# Prompt
Each line of the listing must be set down exactly as it stands.

*** Opening Source records ***

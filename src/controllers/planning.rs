// SPDX-License-Identifier: MIT
// Copyright 2026 Roland Dreier <roland@rolandd.dev>

//! Planning section: retirement plan, social security, investment strategy
//! and what-if scenarios.

use super::{fallback, recover};
use crate::error::Result;
use crate::format::format_currency;
use crate::models::{InvestmentStrategy, RetirementPlan, Scenarios, SocialSecurityEstimate};
use crate::render::{escape, Page, Region, TabGroup};
use crate::services::Service;
use crate::AppState;

pub async fn load(state: &AppState) -> Result<()> {
    let user_id = state.auth.user_id();
    let plan_path = format!("/api/planning/retirement-plan/{}", user_id);
    let ss_path = format!("/api/planning/social-security/{}", user_id);
    let strategy_path = format!("/api/planning/investment-strategy/{}", user_id);

    let api = state.api.session();
    let (plan, social_security, strategy) = tokio::join!(
        api.get_json::<RetirementPlan>(Service::Planning, &plan_path),
        api.get_json::<SocialSecurityEstimate>(Service::Planning, &ss_path),
        api.get_json::<InvestmentStrategy>(Service::Planning, &strategy_path),
    );
    let plan = recover(plan, "retirement plan")?.unwrap_or_default();
    let social_security = recover(social_security, "social security")?.unwrap_or_default();
    let strategy = recover(strategy, "investment strategy")?.unwrap_or_default();

    let mut page = state.page.write().await;
    render_plan(&mut page, &plan);
    render_social_security(&mut page, &social_security);
    render_strategy(&mut page, &strategy);
    Ok(())
}

fn nonzero(value: Option<f64>) -> Option<f64> {
    value.filter(|v| *v != 0.0)
}

fn text_or<'a>(value: &'a Option<String>, default: &'a str) -> &'a str {
    value
        .as_deref()
        .filter(|v| !v.is_empty())
        .unwrap_or(default)
}

/// Missing or zero fields take the sample plan's values.
pub fn render_plan(page: &mut Page, plan: &RetirementPlan) {
    let balance = nonzero(plan.projected_balance).unwrap_or(fallback::PROJECTED_BALANCE);
    let income =
        nonzero(plan.projected_monthly_income).unwrap_or(fallback::PROJECTED_MONTHLY_INCOME);
    page.set_region(
        Region::RetirementPlan,
        fallback::retirement_plan(
            &format_currency(Some(balance)),
            &format_currency(Some(income)),
            &escape(text_or(&plan.status, fallback::PLAN_STATUS)),
        ),
    );
}

pub fn render_social_security(page: &mut Page, estimate: &SocialSecurityEstimate) {
    page.set_region(
        Region::SocialSecurity,
        fallback::social_security(
            &escape(text_or(&estimate.formatted_benefit_at_62, fallback::BENEFIT_AT_62)),
            &escape(text_or(&estimate.formatted_benefit_at_67, fallback::BENEFIT_AT_67)),
            &escape(text_or(&estimate.formatted_benefit_at_70, fallback::BENEFIT_AT_70)),
        ),
    );
}

pub fn render_strategy(page: &mut Page, strategy: &InvestmentStrategy) {
    page.set_region(
        Region::InvestmentStrategy,
        fallback::investment_strategy(
            &escape(text_or(&strategy.current_strategy, fallback::STRATEGY)),
            &escape(text_or(&strategy.risk_level, fallback::RISK_LEVEL)),
            nonzero(strategy.stocks_percentage).unwrap_or(fallback::STOCKS_PERCENTAGE),
            nonzero(strategy.bonds_percentage).unwrap_or(fallback::BONDS_PERCENTAGE),
        ),
    );
}

/// Fetch the what-if scenarios and show them on the scenarios tab.
pub async fn load_scenarios(state: &AppState) -> Result<()> {
    let path = format!("/api/planning/scenarios/{}", state.auth.user_id());
    let scenarios = recover(
        state.api.get_json::<Scenarios>(Service::Planning, &path).await,
        "scenarios",
    )?
    .unwrap_or_else(fallback::scenarios);

    let mut page = state.page.write().await;
    page.select_tab(TabGroup::Planning, "scenarios")?;
    render_scenarios(&mut page, &scenarios);
    Ok(())
}

pub fn render_scenarios(page: &mut Page, scenarios: &Scenarios) {
    let card = |class: &str, title: &str, balance: f64, income: f64, status: &str| {
        format!(
            "<div class=\"{}\"><h4>{}</h4><div class=\"scenario-details\">\
             <p><strong>Balance:</strong> {}</p>\
             <p><strong>Monthly Income:</strong> {}</p>\
             <p><strong>Status:</strong> {}</p></div></div>",
            class,
            escape(title),
            format_currency(Some(balance)),
            format_currency(Some(income)),
            escape(status)
        )
    };

    let current = &scenarios.current;
    let mut html = card(
        "scenario-card current-scenario",
        "Current Scenario",
        current.projected_balance,
        current.projected_monthly_income,
        &current.status,
    );
    for scenario in scenarios.alternatives() {
        html.push_str(&card(
            "scenario-card",
            &scenario.description,
            scenario.plan.projected_balance,
            scenario.plan.projected_monthly_income,
            &scenario.plan.status,
        ));
    }
    page.set_region(Region::Scenarios, html);
}

#[cfg(test)]
mod tests {
    use super::*;

    #[test]
    fn partial_plan_takes_defaults() {
        let plan = RetirementPlan {
            projected_balance: Some(2_000_000.0),
            projected_monthly_income: Some(0.0),
            status: None,
        };
        let mut page = Page::new();
        render_plan(&mut page, &plan);

        let html = page.region(Region::RetirementPlan).unwrap();
        assert!(html.contains("$2,000,000"));
        assert!(html.contains("$6,965"));
        assert!(html.contains("On Track"));
    }

    #[test]
    fn strategy_defaults_allocation() {
        let mut page = Page::new();
        render_strategy(&mut page, &InvestmentStrategy::default());
        assert!(page
            .region(Region::InvestmentStrategy)
            .unwrap()
            .contains("70% Stocks, 30% Bonds"));
    }

    #[test]
    fn sample_scenarios_render_all_cards() {
        let mut page = Page::new();
        render_scenarios(&mut page, &fallback::scenarios());

        let html = page.region(Region::Scenarios).unwrap();
        assert_eq!(html.matches("scenario-card").count(), 4);
        assert!(html.contains("Current Scenario"));
        assert!(html.contains("Retire at age 63"));
        assert!(html.contains("$2,150,000"));
    }
}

*** Closing Source records ***

# Your response
filename src/controllers/planning.rs
// SPDX-License-Identifier: MIT
// Copyright 2026 Roland Dreier <roland@rolandd.dev>

//! Planning section: retirement plan, social security, investment strategy
//! and what-if scenarios.

use super::{fallback, recover};
use crate::error::Result;
use crate::format::format_currency;
use crate::models::{InvestmentStrategy, RetirementPlan, Scenarios, SocialSecurityEstimate};
use crate::render::{escape, Page, Region, TabGroup};
use crate::services::Service;
use crate::AppState;

pub async fn load(state: &AppState) -> Result<()> {
    let user_id = state.auth.user_id();
    let plan_path = format!("/api/planning/retirement-plan/{}", user_id);
    let ss_path = format!("/api/planning/social-security/{}", user_id);
    let strategy_path = format!("/api/planning/investment-strategy/{}", user_id);

    let api = state.api.session();
    let (plan, social_security, strategy) = tokio::join!(
        api.get_json::<RetirementPlan>(Service::Planning, &plan_path),
        api.get_json::<SocialSecurityEstimate>(Service::Planning, &ss_path),
        api.get_json::<InvestmentStrategy>(Service::Planning, &strategy_path),
    );
    let plan = recover(plan, "retirement plan")?.unwrap_or_default();
    let social_security = recover(social_security, "social security")?.unwrap_or_default();
    let strategy = recover(strategy, "investment strategy")?.unwrap_or_default();

    let mut page = state.page.write().await;
    render_plan(&mut page, &plan);
    render_social_security(&mut page, &social_security);
    render_strategy(&mut page, &strategy);
    Ok(())
}

fn nonzero(value: Option<f64>) -> Option<f64> {
    value.filter(|v| *v != 0.0)
}

fn text_or<'a>(value: &'a Option<String>, default: &'a str) -> &'a str {
    value
        .as_deref()
        .filter(|v| !v.is_empty())
        .unwrap_or(default)
}

/// Missing or zero fields take the sample plan's values.
pub fn render_plan(page: &mut Page, plan: &RetirementPlan) {
    let balance = nonzero(plan.projected_balance).unwrap_or(fallback::PROJECTED_BALANCE);
    let income =
        nonzero(plan.projected_monthly_income).unwrap_or(fallback::PROJECTED_MONTHLY_INCOME);
    page.set_region(
        Region::RetirementPlan,
        fallback::retirement_plan(
            &format_currency(Some(balance)),
            &format_currency(Some(income)),
            &escape(text_or(&plan.status, fallback::PLAN_STATUS)),
        ),
    );
}

pub fn render_social_security(page: &mut Page, estimate: &SocialSecurityEstimate) {
    page.set_region(
        Region::SocialSecurity,
        fallback::social_security(
            &escape(text_or(&estimate.formatted_benefit_at_62, fallback::BENEFIT_AT_62)),
            &escape(text_or(&estimate.formatted_benefit_at_67, fallback::BENEFIT_AT_67)),
            &escape(text_or(&estimate.formatted_benefit_at_70, fallback::BENEFIT_AT_70)),
        ),
    );
}

pub fn render_strategy(page: &mut Page, strategy: &InvestmentStrategy) {
    page.set_region(
        Region::InvestmentStrategy,
        fallback::investment_strategy(
            &escape(text_or(&strategy.current_strategy, fallback::STRATEGY)),
            &escape(text_or(&strategy.risk_level, fallback::RISK_LEVEL)),
            nonzero(strategy.stocks_percentage).unwrap_or(fallback::STOCKS_PERCENTAGE),
            nonzero(strategy.bonds_percentage).unwrap_or(fallback::BONDS_PERCENTAGE),
        ),
    );
}

/// Fetch the what-if scenarios and show them on the scenarios tab.
pub async fn load_scenarios(state: &AppState) -> Result<()> {
    let path = format!("/api/planning/scenarios/{}", state.auth.user_id());
    let scenarios = recover(
        state.api.get_json::<Scenarios>(Service::Planning, &path).await,
        "scenarios",
    )?
    .unwrap_or_else(fallback::scenarios);

    let mut page = state.page.write().await;
    page.select_tab(TabGroup::Planning, "scenarios")?;
    render_scenarios(&mut page, &scenarios);
    Ok(())
}

pub fn render_scenarios(page: &mut Page, scenarios: &Scenarios) {
    let card = |class: &str, title: &str, balance: f64, income: f64, status: &str| {
        format!(
            "<div class=\"{}\"><h4>{}</h4><div class=\"scenario-details\">\
             <p><strong>Balance:</strong> {}</p>\
             <p><strong>Monthly Income:</strong> {}</p>\
             <p><strong>Status:</strong> {}</p></div></div>",
            class,
            escape(title),
            format_currency(Some(balance)),
            format_currency(Some(income)),
            escape(status)
        )
    };

    let current = &scenarios.current;
    let mut html = card(
        "scenario-card current-scenario",
        "Current Scenario",
        current.projected_balance,
        current.projected_monthly_income,
        &current.status,
    );
    for scenario in scenarios.alternatives() {
        html.push_str(&card(
            "scenario-card",
            &scenario.description,
            scenario.plan.projected_balance,
            scenario.plan.projected_monthly_income,
            &scenario.plan.status,
        ));
    }
    page.set_region(Region::Scenarios, html);
}

#[cfg(test)]
mod tests {
    use super::*;

    #[test]
    fn partial_plan_takes_defaults() {
        let plan = RetirementPlan {
            projected_balance: Some(2_000_000.0),
            projected_monthly_income: Some(0.0),
            status: None,
        };
        let mut page = Page::new();
        render_plan(&mut page, &plan);

        let html = page.region(Region::RetirementPlan).unwrap();
        assert!(html.contains("$2,000,000"));
        assert!(html.contains("$6,965"));
        assert!(html.contains("On Track"));
    }

    #[test]
    fn strategy_defaults_allocation() {
        let mut page = Page::new();
        render_strategy(&mut page, &InvestmentStrategy::default());
        assert!(page
            .region(Region::InvestmentStrategy)
            .unwrap()
            .contains("70% Stocks, 30% Bonds"));
    }

    #[test]
    fn sample_scenarios_render_all_cards() {
        let mut page = Page::new();
        render_scenarios(&mut page, &fallback::scenarios());

        let html = page.region(Region::Scenarios).unwrap();
        assert_eq!(html.matches("scenario-card").count(), 4);
        assert!(html.contains("Current Scenario"));
        assert!(html.contains("Retire at age 63"));
        assert!(html.contains("$2,150,000"));
    }
}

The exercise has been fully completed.